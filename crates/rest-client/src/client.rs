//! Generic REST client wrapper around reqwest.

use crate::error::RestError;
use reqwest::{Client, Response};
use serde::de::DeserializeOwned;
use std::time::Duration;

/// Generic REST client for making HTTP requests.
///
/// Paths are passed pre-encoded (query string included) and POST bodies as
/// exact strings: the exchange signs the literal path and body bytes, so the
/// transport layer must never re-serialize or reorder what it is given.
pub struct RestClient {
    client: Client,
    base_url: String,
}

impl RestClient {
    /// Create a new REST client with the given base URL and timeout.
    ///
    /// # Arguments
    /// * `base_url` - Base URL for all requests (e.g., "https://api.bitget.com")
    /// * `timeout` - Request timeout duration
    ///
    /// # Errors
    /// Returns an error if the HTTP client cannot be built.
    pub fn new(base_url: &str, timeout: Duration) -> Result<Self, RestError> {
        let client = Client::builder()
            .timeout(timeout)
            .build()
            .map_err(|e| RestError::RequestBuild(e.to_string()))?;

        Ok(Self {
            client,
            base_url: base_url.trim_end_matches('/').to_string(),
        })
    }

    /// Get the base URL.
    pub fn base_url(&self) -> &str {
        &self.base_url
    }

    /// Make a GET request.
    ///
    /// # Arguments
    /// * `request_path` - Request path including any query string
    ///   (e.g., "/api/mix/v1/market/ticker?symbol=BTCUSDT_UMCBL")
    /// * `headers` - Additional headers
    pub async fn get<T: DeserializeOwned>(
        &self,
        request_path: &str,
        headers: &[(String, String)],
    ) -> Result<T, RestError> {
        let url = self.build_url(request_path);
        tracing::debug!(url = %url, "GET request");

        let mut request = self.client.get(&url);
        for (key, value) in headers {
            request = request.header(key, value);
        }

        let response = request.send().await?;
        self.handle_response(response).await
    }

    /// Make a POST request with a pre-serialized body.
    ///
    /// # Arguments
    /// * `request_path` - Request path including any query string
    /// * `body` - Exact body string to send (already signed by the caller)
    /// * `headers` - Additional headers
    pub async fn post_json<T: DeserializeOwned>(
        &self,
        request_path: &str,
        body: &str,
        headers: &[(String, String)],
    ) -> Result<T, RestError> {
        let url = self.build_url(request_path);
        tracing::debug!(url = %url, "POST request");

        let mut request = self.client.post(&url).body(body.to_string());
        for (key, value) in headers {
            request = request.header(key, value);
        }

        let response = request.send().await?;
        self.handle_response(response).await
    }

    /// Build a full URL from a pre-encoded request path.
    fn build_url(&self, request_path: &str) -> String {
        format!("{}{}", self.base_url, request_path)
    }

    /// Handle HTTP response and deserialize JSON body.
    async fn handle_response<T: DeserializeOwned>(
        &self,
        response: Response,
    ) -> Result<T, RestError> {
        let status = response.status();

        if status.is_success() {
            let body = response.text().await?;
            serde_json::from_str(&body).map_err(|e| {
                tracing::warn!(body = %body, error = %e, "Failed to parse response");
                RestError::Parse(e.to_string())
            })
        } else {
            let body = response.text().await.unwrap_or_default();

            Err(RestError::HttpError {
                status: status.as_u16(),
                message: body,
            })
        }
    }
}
----------------------------------------
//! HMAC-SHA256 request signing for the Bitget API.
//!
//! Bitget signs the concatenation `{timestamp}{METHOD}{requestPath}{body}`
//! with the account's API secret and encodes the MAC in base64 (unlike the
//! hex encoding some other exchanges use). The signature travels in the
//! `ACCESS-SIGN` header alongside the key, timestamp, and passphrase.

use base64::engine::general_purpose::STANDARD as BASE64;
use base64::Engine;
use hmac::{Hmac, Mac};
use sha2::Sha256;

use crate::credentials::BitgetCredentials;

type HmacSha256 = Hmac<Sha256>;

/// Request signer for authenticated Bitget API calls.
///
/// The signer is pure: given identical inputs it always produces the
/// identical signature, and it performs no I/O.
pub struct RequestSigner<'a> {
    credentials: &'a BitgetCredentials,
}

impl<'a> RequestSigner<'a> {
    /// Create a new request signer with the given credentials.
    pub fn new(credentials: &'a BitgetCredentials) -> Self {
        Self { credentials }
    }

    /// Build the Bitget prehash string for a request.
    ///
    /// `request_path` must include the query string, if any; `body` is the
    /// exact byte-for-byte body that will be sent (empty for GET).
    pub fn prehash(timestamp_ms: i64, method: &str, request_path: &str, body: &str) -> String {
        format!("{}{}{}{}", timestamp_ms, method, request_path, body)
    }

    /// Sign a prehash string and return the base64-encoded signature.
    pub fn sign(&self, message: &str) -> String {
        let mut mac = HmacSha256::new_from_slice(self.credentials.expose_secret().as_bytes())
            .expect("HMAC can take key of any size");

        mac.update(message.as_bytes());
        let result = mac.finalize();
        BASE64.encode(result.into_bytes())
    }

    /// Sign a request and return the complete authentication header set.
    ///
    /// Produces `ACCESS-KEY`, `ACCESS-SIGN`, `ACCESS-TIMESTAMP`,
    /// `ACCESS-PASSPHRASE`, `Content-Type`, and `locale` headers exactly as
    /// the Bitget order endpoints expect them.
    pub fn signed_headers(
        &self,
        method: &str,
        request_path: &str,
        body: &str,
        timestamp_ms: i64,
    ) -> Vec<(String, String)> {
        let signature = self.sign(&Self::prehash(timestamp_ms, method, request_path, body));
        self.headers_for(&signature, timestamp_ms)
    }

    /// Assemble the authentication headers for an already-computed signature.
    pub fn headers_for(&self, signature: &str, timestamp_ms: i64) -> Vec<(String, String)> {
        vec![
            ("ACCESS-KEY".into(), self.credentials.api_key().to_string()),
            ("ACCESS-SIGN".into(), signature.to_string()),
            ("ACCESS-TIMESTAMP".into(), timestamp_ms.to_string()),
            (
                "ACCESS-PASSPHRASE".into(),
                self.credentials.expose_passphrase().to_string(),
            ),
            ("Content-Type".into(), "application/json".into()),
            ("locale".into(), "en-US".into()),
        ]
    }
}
----------------------------------------
INSTRUCTIONS TO FOLLOW |
Among the lines of the data, some contain the word "text". How many are there? Reply with the number alone.

TASK RESULT |
2